My meaningful object is my claddagh ring. My boyfriend, Paul, bought it for me about 11 years ago in a shop in Athlone. Ehm, he had bought me a Claddagh necklace when we were going out three months and it had a green stone in it. So when we saw the Claddagh ring with the green stone, he bought me that as well. The green stone? He was just attracted to it when he saw the necklace in the jeweller’s. It’s not my birthstone but it’s a colour now that I love. So I had it for 10 years and my daughter used to take it and sleep with it at night if she had night mares and, ehm, or if she’d ask me for my ring so that she could sleep with it and felt closer to me so I let her have it, and because it was too big for her I put it on a necklace, on a chain. So she wore this to school one day and then to crèche and I was in work and I got a phone call from my sister saying the ring had fallen off the chain. It was now a square shape and she, my sister, knew that I would be upset. She didn’t want me to get upset with my daughter because she was very upset as to what had happened to the ring. So I was very upset when I  had heard that it was broken and there was nothing we could do to fix it. But I went back out to the car with a big smile on my face and I didn’t let my daughter see how upset I was because it was an accident that couldn’t have been prevented. She had minded it very, very carefully, it was just the chain had broken. So for our 11th anniversary last August my boyfriend replaced the ring in Galway in the Claddagh Ring in Galway. They only sell Claddagh rings, beautiful shop, so he bought me one of them. It’s a much daintier one to the one that he originally got me. There’s little diamonds now on the side; very, very pretty.
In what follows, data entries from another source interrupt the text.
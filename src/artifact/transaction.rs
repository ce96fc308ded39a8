use std::sync::Arc;

use crate::schema::{RequestCosignatureDataSchema, RequestTransactionDataSchema};
use crate::sdk::Transaction;
use crate::types::{NetworkType, QrCodeType};

/// Request to sign and announce a transaction
#[derive(Debug, Clone)]
pub struct TransactionQr {
    transaction: Arc<dyn Transaction>,
    network_type: NetworkType,
    generation_hash: String,
}

impl TransactionQr {
    pub fn new(
        transaction: Arc<dyn Transaction>,
        network_type: NetworkType,
        generation_hash: impl Into<String>,
    ) -> Self {
        Self {
            transaction,
            network_type,
            generation_hash: generation_hash.into(),
        }
    }

    pub fn transaction(&self) -> &Arc<dyn Transaction> {
        &self.transaction
    }
}

/// Request to cosign an aggregate transaction
#[derive(Debug, Clone)]
pub struct CosignatureQr {
    transaction: Arc<dyn Transaction>,
    network_type: NetworkType,
    generation_hash: String,
}

impl CosignatureQr {
    pub fn new(
        transaction: Arc<dyn Transaction>,
        network_type: NetworkType,
        generation_hash: impl Into<String>,
    ) -> Self {
        Self {
            transaction,
            network_type,
            generation_hash: generation_hash.into(),
        }
    }

    pub fn transaction(&self) -> &Arc<dyn Transaction> {
        &self.transaction
    }
}

impl_qr_code_base!(TransactionQr, RequestTransactionDataSchema, QrCodeType::RequestTransaction, 40);
impl_qr_code_base!(CosignatureQr, RequestCosignatureDataSchema, QrCodeType::RequestCosignature, 40);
And my daughter really wanted one aswell. And because I didn’t really like to give her my ring, because of what had happened before, I’d only let her wear it at night time. So, ehm, for her 8th birthday last month we decided to get her her own Claddagh ring. So I didn’t tell her I was going to buy her a Claddagh ring but I let her look at Claddagh rings and she chose her favourite colour, which was the ruby ring, again it’s not her birthstone, but it’s a colour that she was attracted to. So we bought her her own Claddagh ring, which is very like the first one I had except her’s is red and mine is green. And she loves it. She wears it on her index figure which is quite unusual, I find, but, eh, the ruby represents, eh, eternal love, which is what her mammy and daddy feel for her. And she loves it and she doesn’t wear it all the time because she’s afraid to lose it, so she takes it off and she puts it on top of our microwave because Mammy and Daddy can keep an eye on it there and she knows where it is so when she comes in from school she’ll take it down from the microwave. And when we go for a swim that’s the only time I take off my ring and I place it on the microwave beside hers. And they are our meaningful objects.